New record for largest Black Hole found (and it is indeed huge)
August 14, 2019 11:06 AM   Subscribe

It was worth it just for this paragraph: This black hole is huge, even by cosmological standards. The team say at a conservative estimate, it is 40 billion times more massive than the Sun. By comparison, the black hole at the centre of the Milky Way galaxy, Sagittarius A*, is only 4 million times more massive than the Sun. Original article
posted by aleph (59 comments total) 21 users marked this as a favorite
 
launch me into the hole through the fish tube
posted by poffin boffin at 11:08 AM on August 14, 2019 [15 favorites]


a'la the Salmon Cannon?
posted by aleph at 11:11 AM on August 14, 2019


I’m afraid ‘400 trillion times more massive than the sun’ would have very much the same impact on my brain.
posted by Segundus at 11:25 AM on August 14, 2019 [6 favorites]
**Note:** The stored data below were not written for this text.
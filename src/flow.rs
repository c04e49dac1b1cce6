//! The `FlowMessage` record and its protobuf wire codec.
//!
//! The schema is the goflow flow message as enriched by bwNetFlow. Encoding
//! follows proto3: fields holding their zero value are omitted. Fields this
//! schema does not know are kept as raw bytes and written back on encode, so
//! relaying a payload from a producer with a newer schema loses nothing.
use std::net::{IpAddr, Ipv4Addr, Ipv6Addr};

use protobuf::{CodedInputStream, CodedOutputStream};

const WIRE_VARINT: u32 = 0;
const WIRE_FIXED64: u32 = 1;
const WIRE_LEN: u32 = 2;
const WIRE_FIXED32: u32 = 5;

// Field numbers of the flow schema
mod field {
    pub const TYPE: u32 = 1;
    pub const TIME_RECEIVED: u32 = 2;
    pub const SAMPLING_RATE: u32 = 3;
    pub const SEQUENCE_NUM: u32 = 4;
    pub const TIME_FLOW_END: u32 = 5;
    pub const SRC_ADDR: u32 = 6;
    pub const DST_ADDR: u32 = 7;
    pub const BYTES: u32 = 9;
    pub const PACKETS: u32 = 10;
    pub const SAMPLER_ADDRESS: u32 = 11;
    pub const NEXT_HOP: u32 = 12;
    pub const NEXT_HOP_AS: u32 = 13;
    pub const SRC_AS: u32 = 14;
    pub const DST_AS: u32 = 15;
    pub const SRC_NET: u32 = 16;
    pub const DST_NET: u32 = 17;
    pub const IN_IF: u32 = 18;
    pub const OUT_IF: u32 = 19;
    pub const PROTO: u32 = 20;
    pub const SRC_PORT: u32 = 21;
    pub const DST_PORT: u32 = 22;
    pub const IP_TOS: u32 = 23;
    pub const FORWARDING_STATUS: u32 = 24;
    pub const IP_TTL: u32 = 25;
    pub const TCP_FLAGS: u32 = 26;
    pub const SRC_MAC: u32 = 27;
    pub const DST_MAC: u32 = 28;
    pub const VLAN_ID: u32 = 29;
    pub const ETYPE: u32 = 30;
    pub const ICMP_TYPE: u32 = 31;
    pub const ICMP_CODE: u32 = 32;
    pub const TIME_FLOW_START: u32 = 38;
    pub const FLOW_DIRECTION: u32 = 42;
    pub const CID: u32 = 1000;
}

#[derive(Debug, thiserror::Error)]
pub enum FlowCodecError {
    #[error("protobuf stream error")]
    Protobuf(#[from] protobuf::Error),
    #[error("field {field} has wire type {actual}, expected {expected}")]
    WireTypeMismatch { field: u32, expected: u32, actual: u32 },
    #[error("invalid field number {0}")]
    InvalidField(u32),
    #[error("unsupported wire type {wire_type} for field {field}")]
    UnsupportedWireType { field: u32, wire_type: u32 },
}

/// Export protocol a flow was received with.
///
/// Values this schema does not name are kept as `Other` so that they are
/// re-encoded unchanged.
#[derive(Clone, Copy, Debug, Default, PartialEq, Eq)]
pub enum FlowType {
    #[default]
    FlowUnknown,
    Sflow5,
    NetflowV5,
    NetflowV9,
    Ipfix,
    Other(i32),
}

impl FlowType {
    pub fn as_i32(&self) -> i32 {
        match self {
            FlowType::FlowUnknown => 0,
            FlowType::Sflow5 => 1,
            FlowType::NetflowV5 => 2,
            FlowType::NetflowV9 => 3,
            FlowType::Ipfix => 4,
            FlowType::Other(value) => *value,
        }
    }
}

impl From<i32> for FlowType {
    fn from(value: i32) -> Self {
        match value {
            0 => FlowType::FlowUnknown,
            1 => FlowType::Sflow5,
            2 => FlowType::NetflowV5,
            3 => FlowType::NetflowV9,
            4 => FlowType::Ipfix,
            other => FlowType::Other(other),
        }
    }
}

/// A single flow record.
///
/// Timestamps are seconds since the Unix epoch. Addresses are raw network-order
/// bytes, 4 for IPv4 and 16 for IPv6.
#[derive(Clone, Debug, Default, PartialEq, Eq)]
pub struct FlowMessage {
    pub flow_type: FlowType,
    pub time_received: u64,
    pub sequence_num: u32,
    pub sampling_rate: u64,
    pub flow_direction: u32,
    pub sampler_address: Vec<u8>,
    pub time_flow_start: u64,
    pub time_flow_end: u64,
    pub bytes: u64,
    pub packets: u64,
    pub src_addr: Vec<u8>,
    pub dst_addr: Vec<u8>,
    pub etype: u32,
    pub proto: u32,
    pub src_port: u32,
    pub dst_port: u32,
    pub in_if: u32,
    pub out_if: u32,
    pub src_mac: u64,
    pub dst_mac: u64,
    pub vlan_id: u32,
    pub ip_tos: u32,
    pub forwarding_status: u32,
    pub ip_ttl: u32,
    pub tcp_flags: u32,
    pub icmp_type: u32,
    pub icmp_code: u32,
    pub src_as: u32,
    pub dst_as: u32,
    pub next_hop: Vec<u8>,
    pub next_hop_as: u32,
    pub src_net: u32,
    pub dst_net: u32,
    /// bwNetFlow customer id
    pub cid: u32,
    /// Raw tag and value bytes of fields not listed above, in wire order.
    /// They are written back unchanged by `encode`.
    pub unknown_fields: Vec<u8>,
}

fn expected_wire_type(number: u32) -> Option<u32> {
    match number {
        field::SRC_ADDR | field::DST_ADDR | field::SAMPLER_ADDRESS | field::NEXT_HOP => {
            Some(WIRE_LEN)
        }
        field::TYPE
        | field::TIME_RECEIVED
        | field::SAMPLING_RATE
        | field::SEQUENCE_NUM
        | field::TIME_FLOW_END
        | field::BYTES
        | field::PACKETS
        | field::NEXT_HOP_AS
        | field::SRC_AS
        | field::DST_AS
        | field::SRC_NET
        | field::DST_NET
        | field::IN_IF
        | field::OUT_IF
        | field::PROTO
        | field::SRC_PORT
        | field::DST_PORT
        | field::IP_TOS
        | field::FORWARDING_STATUS
        | field::IP_TTL
        | field::TCP_FLAGS
        | field::SRC_MAC
        | field::DST_MAC
        | field::VLAN_ID
        | field::ETYPE
        | field::ICMP_TYPE
        | field::ICMP_CODE
        | field::TIME_FLOW_START
        | field::FLOW_DIRECTION
        | field::CID => Some(WIRE_VARINT),
        _ => None,
    }
}

fn put_u64(
    stream: &mut CodedOutputStream,
    number: u32,
    value: u64,
) -> Result<(), protobuf::Error> {
    if value != 0 {
        stream.write_uint64(number, value)?;
    }
    Ok(())
}

fn put_u32(
    stream: &mut CodedOutputStream,
    number: u32,
    value: u32,
) -> Result<(), protobuf::Error> {
    if value != 0 {
        stream.write_uint32(number, value)?;
    }
    Ok(())
}

fn put_bytes(
    stream: &mut CodedOutputStream,
    number: u32,
    value: &[u8],
) -> Result<(), protobuf::Error> {
    if !value.is_empty() {
        stream.write_bytes(number, value)?;
    }
    Ok(())
}

fn skip_field(
    stream: &mut CodedInputStream,
    number: u32,
    wire_type: u32,
) -> Result<(), FlowCodecError> {
    match wire_type {
        WIRE_VARINT => {
            stream.read_raw_varint64()?;
        }
        WIRE_FIXED64 => {
            stream.read_raw_little_endian64()?;
        }
        WIRE_LEN => {
            let len = stream.read_raw_varint32()?;
            stream.read_raw_bytes(len)?;
        }
        WIRE_FIXED32 => {
            stream.read_raw_little_endian32()?;
        }
        // groups (3, 4) are deprecated and never produced by flow exporters
        _ => {
            return Err(FlowCodecError::UnsupportedWireType {
                field: number,
                wire_type,
            })
        }
    }
    Ok(())
}

fn ip_from_bytes(bytes: &[u8]) -> Option<IpAddr> {
    match bytes.len() {
        4 => {
            let octets: [u8; 4] = bytes.try_into().ok()?;
            Some(IpAddr::V4(Ipv4Addr::from(octets)))
        }
        16 => {
            let octets: [u8; 16] = bytes.try_into().ok()?;
            Some(IpAddr::V6(Ipv6Addr::from(octets)))
        }
        _ => None,
    }
}

impl FlowMessage {
    /// Decode a flow from its protobuf wire bytes.
    pub fn decode(data: &[u8]) -> Result<Self, FlowCodecError> {
        let mut flow = FlowMessage::default();
        let mut stream = CodedInputStream::from_bytes(data);

        while !stream.eof()? {
            let start = stream.pos() as usize;
            let tag = stream.read_raw_varint32()?;
            let number = tag >> 3;
            let wire_type = tag & 0x7;
            if number == 0 {
                return Err(FlowCodecError::InvalidField(number));
            }
            match expected_wire_type(number) {
                Some(expected) if expected != wire_type => {
                    return Err(FlowCodecError::WireTypeMismatch {
                        field: number,
                        expected,
                        actual: wire_type,
                    });
                }
                Some(_) => flow.read_field(number, &mut stream)?,
                None => {
                    skip_field(&mut stream, number, wire_type)?;
                    let end = stream.pos() as usize;
                    flow.unknown_fields.extend_from_slice(&data[start..end]);
                }
            }
        }

        Ok(flow)
    }

    fn read_field(
        &mut self,
        number: u32,
        stream: &mut CodedInputStream,
    ) -> Result<(), protobuf::Error> {
        match number {
            field::TYPE => self.flow_type = FlowType::from(stream.read_int32()?),
            field::TIME_RECEIVED => self.time_received = stream.read_uint64()?,
            field::SAMPLING_RATE => self.sampling_rate = stream.read_uint64()?,
            field::SEQUENCE_NUM => self.sequence_num = stream.read_uint32()?,
            field::TIME_FLOW_END => self.time_flow_end = stream.read_uint64()?,
            field::SRC_ADDR => self.src_addr = stream.read_bytes()?,
            field::DST_ADDR => self.dst_addr = stream.read_bytes()?,
            field::BYTES => self.bytes = stream.read_uint64()?,
            field::PACKETS => self.packets = stream.read_uint64()?,
            field::SAMPLER_ADDRESS => self.sampler_address = stream.read_bytes()?,
            field::NEXT_HOP => self.next_hop = stream.read_bytes()?,
            field::NEXT_HOP_AS => self.next_hop_as = stream.read_uint32()?,
            field::SRC_AS => self.src_as = stream.read_uint32()?,
            field::DST_AS => self.dst_as = stream.read_uint32()?,
            field::SRC_NET => self.src_net = stream.read_uint32()?,
            field::DST_NET => self.dst_net = stream.read_uint32()?,
            field::IN_IF => self.in_if = stream.read_uint32()?,
            field::OUT_IF => self.out_if = stream.read_uint32()?,
            field::PROTO => self.proto = stream.read_uint32()?,
            field::SRC_PORT => self.src_port = stream.read_uint32()?,
            field::DST_PORT => self.dst_port = stream.read_uint32()?,
            field::IP_TOS => self.ip_tos = stream.read_uint32()?,
            field::FORWARDING_STATUS => self.forwarding_status = stream.read_uint32()?,
            field::IP_TTL => self.ip_ttl = stream.read_uint32()?,
            field::TCP_FLAGS => self.tcp_flags = stream.read_uint32()?,
            field::SRC_MAC => self.src_mac = stream.read_uint64()?,
            field::DST_MAC => self.dst_mac = stream.read_uint64()?,
            field::VLAN_ID => self.vlan_id = stream.read_uint32()?,
            field::ETYPE => self.etype = stream.read_uint32()?,
            field::ICMP_TYPE => self.icmp_type = stream.read_uint32()?,
            field::ICMP_CODE => self.icmp_code = stream.read_uint32()?,
            field::TIME_FLOW_START => self.time_flow_start = stream.read_uint64()?,
            field::FLOW_DIRECTION => self.flow_direction = stream.read_uint32()?,
            field::CID => self.cid = stream.read_uint32()?,
            _ => {}
        }
        Ok(())
    }

    /// Encode this flow into protobuf wire bytes.
    pub fn encode(&self) -> Result<Vec<u8>, FlowCodecError> {
        let mut buffer = Vec::new();
        {
            let mut stream = CodedOutputStream::vec(&mut buffer);
            let s = &mut stream;

            if self.flow_type.as_i32() != 0 {
                s.write_int32(field::TYPE, self.flow_type.as_i32())?;
            }
            put_u64(s, field::TIME_RECEIVED, self.time_received)?;
            put_u64(s, field::SAMPLING_RATE, self.sampling_rate)?;
            put_u32(s, field::SEQUENCE_NUM, self.sequence_num)?;
            put_u64(s, field::TIME_FLOW_END, self.time_flow_end)?;
            put_bytes(s, field::SRC_ADDR, &self.src_addr)?;
            put_bytes(s, field::DST_ADDR, &self.dst_addr)?;
            put_u64(s, field::BYTES, self.bytes)?;
            put_u64(s, field::PACKETS, self.packets)?;
            put_bytes(s, field::SAMPLER_ADDRESS, &self.sampler_address)?;
            put_bytes(s, field::NEXT_HOP, &self.next_hop)?;
            put_u32(s, field::NEXT_HOP_AS, self.next_hop_as)?;
            put_u32(s, field::SRC_AS, self.src_as)?;
            put_u32(s, field::DST_AS, self.dst_as)?;
            put_u32(s, field::SRC_NET, self.src_net)?;
            put_u32(s, field::DST_NET, self.dst_net)?;
            put_u32(s, field::IN_IF, self.in_if)?;
            put_u32(s, field::OUT_IF, self.out_if)?;
            put_u32(s, field::PROTO, self.proto)?;
            put_u32(s, field::SRC_PORT, self.src_port)?;
            put_u32(s, field::DST_PORT, self.dst_port)?;
            put_u32(s, field::IP_TOS, self.ip_tos)?;
            put_u32(s, field::FORWARDING_STATUS, self.forwarding_status)?;
            put_u32(s, field::IP_TTL, self.ip_ttl)?;
            put_u32(s, field::TCP_FLAGS, self.tcp_flags)?;
            put_u64(s, field::SRC_MAC, self.src_mac)?;
            put_u64(s, field::DST_MAC, self.dst_mac)?;
            put_u32(s, field::VLAN_ID, self.vlan_id)?;
            put_u32(s, field::ETYPE, self.etype)?;
            put_u32(s, field::ICMP_TYPE, self.icmp_type)?;
            put_u32(s, field::ICMP_CODE, self.icmp_code)?;
            put_u64(s, field::TIME_FLOW_START, self.time_flow_start)?;
            put_u32(s, field::FLOW_DIRECTION, self.flow_direction)?;
            put_u32(s, field::CID, self.cid)?;
            s.write_raw_bytes(&self.unknown_fields)?;

            stream.flush()?;
        }
        Ok(buffer)
    }

    pub fn src_ip(&self) -> Option<IpAddr> {
        ip_from_bytes(&self.src_addr)
    }

    pub fn dst_ip(&self) -> Option<IpAddr> {
        ip_from_bytes(&self.dst_addr)
    }
}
This calculator says a non-rotating black hole with 400 trillion times the mass of the sun would have an event horizon about 250 light years in diameter.
posted by The Tensor at 11:36 AM on August 14, 2019 [5 favorites]


To make it easier to visualize: the sun has a mass of approximately 2 × 10^30 kg. So this black hole has a mass of 80 x 10^39 kg. The earth has a mass of about 6 x 10^24 kg. So you could fit about 13 x 10^15 (15 quadrillion) earths inside this black hole. I realize that you probably have a better idea of how big the earth is than how big a quadrillion is, but I still find it helpful.
posted by ubiquity at 11:39 AM on August 14, 2019 [1 favorite]


That's a big-ass hole.
posted by Autumnheart at 11:39 AM on August 14, 2019 [26 favorites]


Space is big. You may think your local main-sequence star is big, but that's just peanuts to space.
posted by bonehead at 11:43 AM on August 14, 2019 [34 favorites]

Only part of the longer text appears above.